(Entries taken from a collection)
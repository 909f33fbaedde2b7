use crate::error::{EngineError, Result};

/// Runtime configuration for the orchestration engine.
#[derive(Debug, Clone)]
pub struct EngineConfig {
    /// Hard cap on auto-validation sweep iterations, as a safety net on top
    /// of the chain-length bound. Exhausting the cap fails the sweep with a
    /// validation error.
    pub max_sweep_iterations: usize,
    /// Emit a tracing event for every store mutation the engine performs.
    pub trace_mutations: bool,
}

impl Default for EngineConfig {
    fn default() -> Self {
        Self {
            max_sweep_iterations: 1024,
            trace_mutations: false,
        }
    }
}

impl EngineConfig {
    pub fn from_env() -> Result<Self> {
        let mut config = Self::default();

        if let Ok(max_iter) = std::env::var("APPROVALFLOW_MAX_SWEEP_ITERATIONS") {
            config.max_sweep_iterations = max_iter.parse().map_err(|e| {
                EngineError::validation(format!("Invalid max_sweep_iterations: {e}"))
            })?;
        }

        if let Ok(trace) = std::env::var("APPROVALFLOW_TRACE_MUTATIONS") {
            config.trace_mutations = trace == "1" || trace.eq_ignore_ascii_case("true");
        }

        Ok(config)
    }
}
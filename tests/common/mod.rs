//! Shared test doubles: an in-memory item store and a deterministic
//! rule-subsystem fake with just enough condition evaluation for scenarios.

#![allow(dead_code)]

use approvalflow_core::error::{EngineError, Result};
use approvalflow_core::rules::{
    ApproverGroup, ItemStore, RuleCondition, RuleConstants, RuleContext, RuleCriteria,
    RuleDefinition, RuleFilter, RuleServices, SelectorDefinition,
};
use async_trait::async_trait;
use serde_json::Value;
use std::collections::HashMap;
use std::sync::atomic::{AtomicI64, Ordering};
use std::sync::Mutex;

/// In-memory item store keyed by item id.
#[derive(Default)]
pub struct MemoryItemStore {
    items: Mutex<HashMap<i64, Value>>,
}

impl MemoryItemStore {
    pub fn new() -> Self {
        Self::default()
    }

    pub fn insert(&self, item_id: i64, item: Value) {
        self.items.lock().unwrap().insert(item_id, item);
    }
}

#[async_trait]
impl ItemStore for MemoryItemStore {
    async fn read_item(&self, item_id: i64) -> Result<Value> {
        self.items
            .lock()
            .unwrap()
            .get(&item_id)
            .cloned()
            .ok_or_else(|| EngineError::not_found("Item", item_id))
    }
}

/// Rule-subsystem fake.
///
/// Conditions evaluate against top-level string fields of the item JSON:
/// `=` is equality, `IN` matches against a comma-separated expression.
/// Approver selection resolves the selector's group id through a membership
/// map configured by the test.
#[derive(Default)]
pub struct FakeRuleServices {
    sequence: AtomicI64,
    rules: Mutex<Vec<RuleDefinition>>,
    conditions: Mutex<Vec<RuleCondition>>,
    selectors: Mutex<Vec<SelectorDefinition>>,
    filters: Mutex<Vec<RuleFilter>>,
    groups: Mutex<HashMap<String, (String, Vec<String>)>>,
    constants: Mutex<HashMap<i64, RuleConstants>>,
}

impl FakeRuleServices {
    pub fn new() -> Self {
        Self::default()
    }

    fn next_id(&self) -> i64 {
        self.sequence.fetch_add(1, Ordering::SeqCst) + 1
    }

    /// Register an approver group with its member ids
    pub fn register_group(&self, group_id: &str, label: &str, members: &[&str]) {
        self.groups.lock().unwrap().insert(
            group_id.to_string(),
            (
                label.to_string(),
                members.iter().map(|m| m.to_string()).collect(),
            ),
        );
    }

    pub fn set_constants(&self, workflow_definition_id: i64, constants: RuleConstants) {
        self.constants
            .lock()
            .unwrap()
            .insert(workflow_definition_id, constants);
    }

    fn condition_holds(condition: &RuleCondition, item: &Value) -> bool {
        let field_value = match item.get(&condition.field) {
            Some(Value::String(s)) => s.clone(),
            Some(other) => other.to_string(),
            None => return false,
        };
        match condition.operator.as_str() {
            "=" => field_value == condition.expression,
            "IN" => condition
                .expression
                .split(',')
                .any(|candidate| candidate.trim() == field_value),
            _ => false,
        }
    }

    fn rule_holds_for(&self, activity_definition_id: i64, item: &Value) -> bool {
        let rules = self.rules.lock().unwrap();
        let conditions = self.conditions.lock().unwrap();
        rules
            .iter()
            .filter(|r| r.activity_definition_id == Some(activity_definition_id))
            .any(|rule| {
                conditions
                    .iter()
                    .filter(|c| c.rule_id == rule.id)
                    .all(|c| Self::condition_holds(c, item))
            })
    }
}

#[async_trait]
impl RuleServices for FakeRuleServices {
    async fn is_rule_valid(&self, activity_definition_id: i64, ctx: &RuleContext) -> Result<bool> {
        Ok(self.rule_holds_for(activity_definition_id, &ctx.item))
    }

    async fn select_approvers(
        &self,
        activity_definition_id: i64,
        _ctx: &RuleContext,
    ) -> Result<Vec<String>> {
        let selectors = self.selectors.lock().unwrap();
        let groups = self.groups.lock().unwrap();
        let mut approvers = Vec::new();
        for selector in selectors
            .iter()
            .filter(|s| s.activity_definition_id == Some(activity_definition_id))
        {
            if let Some((_, members)) = groups.get(&selector.group_id) {
                approvers.extend(members.iter().cloned());
            }
        }
        Ok(approvers)
    }

    async fn select_groups(
        &self,
        activity_definition_id: i64,
        _ctx: &RuleContext,
    ) -> Result<Vec<ApproverGroup>> {
        let selectors = self.selectors.lock().unwrap();
        let groups = self.groups.lock().unwrap();
        Ok(selectors
            .iter()
            .filter(|s| s.activity_definition_id == Some(activity_definition_id))
            .filter_map(|s| {
                groups.get(&s.group_id).map(|(label, _)| ApproverGroup {
                    id: s.group_id.clone(),
                    label: label.clone(),
                })
            })
            .collect())
    }

    async fn add_rule(&self, mut rule: RuleDefinition) -> Result<i64> {
        let id = self.next_id();
        rule.id = Some(id);
        self.rules.lock().unwrap().push(rule);
        Ok(id)
    }

    async fn add_condition(&self, mut condition: RuleCondition) -> Result<i64> {
        let id = self.next_id();
        condition.id = Some(id);
        self.conditions.lock().unwrap().push(condition);
        Ok(id)
    }

    async fn add_selector(&self, mut selector: SelectorDefinition) -> Result<i64> {
        let id = self.next_id();
        selector.id = Some(id);
        self.selectors.lock().unwrap().push(selector);
        Ok(id)
    }

    async fn add_filter(&self, mut filter: RuleFilter) -> Result<i64> {
        let id = self.next_id();
        filter.id = Some(id);
        self.filters.lock().unwrap().push(filter);
        Ok(id)
    }

    async fn get_constants(&self, workflow_definition_id: i64) -> Result<RuleConstants> {
        Ok(self
            .constants
            .lock()
            .unwrap()
            .get(&workflow_definition_id)
            .cloned()
            .unwrap_or_default())
    }

    async fn find_matching_definitions(
        &self,
        criteria: &RuleCriteria,
        candidates: Vec<i64>,
    ) -> Result<Vec<i64>> {
        let rules = self.rules.lock().unwrap();
        let conditions = self.conditions.lock().unwrap();
        Ok(candidates
            .into_iter()
            .filter(|candidate| {
                rules
                    .iter()
                    .filter(|r| r.activity_definition_id == Some(*candidate))
                    .any(|rule| {
                        criteria.conditions.iter().all(|wanted| {
                            conditions.iter().any(|c| {
                                c.rule_id == rule.id
                                    && c.field == wanted.field
                                    && c.operator == wanted.operator
                                    && c.expression == wanted.expression
                            })
                        })
                    })
            })
            .collect())
    }
}
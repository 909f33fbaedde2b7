use serde::{Deserialize, Serialize};

/// Events that can trigger workflow instance status transitions
#[derive(Debug, Clone, Copy, PartialEq, Eq, Serialize, Deserialize)]
#[serde(rename_all = "snake_case")]
pub enum LifecycleEvent {
    /// Begin executing a created instance
    Start,
    /// Suspend a started instance
    Pause,
    /// Resume a paused instance
    Resume,
    /// Finish the instance
    End,
}

impl LifecycleEvent {
    /// Get a string representation of the event type for logging
    pub fn event_type(&self) -> &'static str {
        match self {
            Self::Start => "start",
            Self::Pause => "pause",
            Self::Resume => "resume",
            Self::End => "end",
        }
    }

    /// Check if this event represents a terminal transition
    pub fn is_terminal(&self) -> bool {
        matches!(self, Self::End)
    }
}
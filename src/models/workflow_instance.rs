use crate::state_machine::WorkflowStatus;
use chrono::{DateTime, Utc};
use serde::{Deserialize, Serialize};

/// One running execution of a workflow definition, attached to an external
/// subject item.
///
/// `current_activity_instance_id` always references an [`super::ActivityInstance`]
/// belonging to this same workflow instance. The item behind `item_id` is
/// resolved through the item store collaborator and never owned.
#[derive(Debug, Clone, PartialEq, Serialize, Deserialize)]
pub struct WorkflowInstance {
    pub id: i64,
    pub workflow_definition_id: i64,
    pub item_id: i64,
    pub status: WorkflowStatus,
    pub current_activity_instance_id: Option<i64>,
    pub username: String,
    pub user_logic: bool,
    pub creation_date: DateTime<Utc>,
}

/// New WorkflowInstance for creation
#[derive(Debug, Clone, Serialize, Deserialize)]
pub struct NewWorkflowInstance {
    pub workflow_definition_id: i64,
    pub item_id: i64,
    pub username: String,
    pub user_logic: bool,
}
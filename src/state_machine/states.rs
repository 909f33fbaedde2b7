use serde::{Deserialize, Serialize};
use std::fmt;

/// Workflow instance lifecycle states
#[derive(Debug, Clone, Copy, PartialEq, Eq, Hash, Serialize, Deserialize)]
#[serde(rename_all = "snake_case")]
pub enum WorkflowStatus {
    /// Initial state when the instance is created
    Created,
    /// Instance is running and accepts decisions
    Started,
    /// Instance is suspended; no decisions accepted
    Paused,
    /// Instance finished; immutable history from here on
    Ended,
}

impl WorkflowStatus {
    /// Check if this is a terminal state (no further transitions allowed)
    pub fn is_terminal(&self) -> bool {
        matches!(self, Self::Ended)
    }

    /// Check if the instance is actively processing (decisions accepted)
    pub fn is_active(&self) -> bool {
        matches!(self, Self::Started)
    }

    /// Check if the instance may be ended from this state
    pub fn can_end(&self) -> bool {
        matches!(self, Self::Started | Self::Paused)
    }
}

impl fmt::Display for WorkflowStatus {
    fn fmt(&self, f: &mut fmt::Formatter<'_>) -> fmt::Result {
        match self {
            Self::Created => write!(f, "created"),
            Self::Started => write!(f, "started"),
            Self::Paused => write!(f, "paused"),
            Self::Ended => write!(f, "ended"),
        }
    }
}

impl std::str::FromStr for WorkflowStatus {
    type Err = String;

    fn from_str(s: &str) -> Result<Self, Self::Err> {
        match s {
            "created" => Ok(Self::Created),
            "started" => Ok(Self::Started),
            "paused" => Ok(Self::Paused),
            "ended" => Ok(Self::Ended),
            _ => Err(format!("Invalid workflow status: {s}")),
        }
    }
}

/// Default state for new workflow instances
impl Default for WorkflowStatus {
    fn default() -> Self {
        Self::Created
    }
}

#[cfg(test)]
mod tests {
    use super::*;

    #[test]
    fn test_terminal_check() {
        assert!(WorkflowStatus::Ended.is_terminal());
        assert!(!WorkflowStatus::Created.is_terminal());
        assert!(!WorkflowStatus::Started.is_terminal());
        assert!(!WorkflowStatus::Paused.is_terminal());
    }

    #[test]
    fn test_can_end() {
        assert!(WorkflowStatus::Started.can_end());
        assert!(WorkflowStatus::Paused.can_end());
        assert!(!WorkflowStatus::Created.can_end());
        assert!(!WorkflowStatus::Ended.can_end());
    }

    #[test]
    fn test_status_string_conversion() {
        assert_eq!(WorkflowStatus::Started.to_string(), "started");
        assert_eq!(
            "paused".parse::<WorkflowStatus>().unwrap(),
            WorkflowStatus::Paused
        );
        assert!("running".parse::<WorkflowStatus>().is_err());
    }

    #[test]
    fn test_status_serde() {
        let json = serde_json::to_string(&WorkflowStatus::Created).unwrap();
        assert_eq!(json, "\"created\"");
        let parsed: WorkflowStatus = serde_json::from_str(&json).unwrap();
        assert_eq!(parsed, WorkflowStatus::Created);
    }
}
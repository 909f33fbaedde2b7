use serde::{Deserialize, Serialize};
use std::fmt;

/// How many approvals an activity requires before the advancement gate opens.
#[derive(Debug, Clone, Copy, PartialEq, Eq, Hash, Serialize, Deserialize)]
#[serde(rename_all = "snake_case")]
pub enum Multiplicity {
    /// Exactly one decision satisfies the activity
    Single,
    /// One decision per resolved approver; full coverage required
    Multiple,
}

impl fmt::Display for Multiplicity {
    fn fmt(&self, f: &mut fmt::Formatter<'_>) -> fmt::Result {
        match self {
            Self::Single => write!(f, "single"),
            Self::Multiple => write!(f, "multiple"),
        }
    }
}

impl std::str::FromStr for Multiplicity {
    type Err = String;

    fn from_str(s: &str) -> Result<Self, Self::Err> {
        match s {
            "single" => Ok(Self::Single),
            "multiple" => Ok(Self::Multiple),
            _ => Err(format!("Invalid multiplicity: {s}")),
        }
    }
}

impl Default for Multiplicity {
    fn default() -> Self {
        Self::Single
    }
}

/// One step template in a workflow definition.
///
/// `position` is a redundant denormalized index over the default chain,
/// 1-based, kept so positional lookups do not require a full traversal.
#[derive(Debug, Clone, PartialEq, Serialize, Deserialize)]
pub struct ActivityDefinition {
    pub id: i64,
    pub workflow_definition_id: i64,
    pub name: String,
    pub position: i32,
    pub multiplicity: Multiplicity,
}

/// New ActivityDefinition for creation
#[derive(Debug, Clone, Serialize, Deserialize)]
pub struct NewActivityDefinition {
    pub workflow_definition_id: i64,
    pub name: String,
    pub position: i32,
    pub multiplicity: Multiplicity,
}

impl NewActivityDefinition {
    /// Single-approval activity template; position is assigned on insertion.
    pub fn single(workflow_definition_id: i64, name: impl Into<String>) -> Self {
        Self {
            workflow_definition_id,
            name: name.into(),
            position: 0,
            multiplicity: Multiplicity::Single,
        }
    }

    /// Multiple-approval activity template
    pub fn multiple(workflow_definition_id: i64, name: impl Into<String>) -> Self {
        Self {
            workflow_definition_id,
            name: name.into(),
            position: 0,
            multiplicity: Multiplicity::Multiple,
        }
    }
}
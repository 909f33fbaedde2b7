//! Tracing initialization for binaries and tests.
//!
//! Library users that install their own subscriber are left alone: `init`
//! is guarded and falls back silently when a global subscriber exists.

use std::sync::OnceLock;
use tracing_subscriber::{fmt, layer::SubscriberExt, util::SubscriberInitExt, EnvFilter, Layer};

static INIT_GUARD: OnceLock<()> = OnceLock::new();

/// Initialize structured logging.
///
/// `RUST_LOG` wins when set; otherwise the default level is `info` when
/// `APPROVALFLOW_ENV` (or `APP_ENV`) is `production` and `debug` everywhere
/// else.
pub fn init_structured_logging() {
    INIT_GUARD.get_or_init(|| {
        let directive = default_directive();
        let filter =
            EnvFilter::try_from_default_env().unwrap_or_else(|_| EnvFilter::new(directive));

        let subscriber = tracing_subscriber::registry().with(
            fmt::layer()
                .with_target(true)
                .with_level(true)
                .with_filter(filter),
        );

        // try_init so a subscriber installed by the host application wins
        if subscriber.try_init().is_ok() {
            tracing::info!(directive, "structured logging initialized");
        }
    });
}

fn default_directive() -> &'static str {
    let environment = std::env::var("APPROVALFLOW_ENV")
        .or_else(|_| std::env::var("APP_ENV"))
        .unwrap_or_default();
    if environment == "production" {
        "info"
    } else {
        "debug"
    }
}

#[cfg(test)]
mod tests {
    use super::*;

    #[test]
    fn test_init_is_idempotent() {
        init_structured_logging();
        init_structured_logging();
        assert!(INIT_GUARD.get().is_some());
    }
}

* **Activity**: Among the lines above, which ones include the word "accepted"? Copy them.

* **Result**:
    /// Instance is suspended; no decisions accepted
    /// Check if the instance is actively processing (decisions accepted)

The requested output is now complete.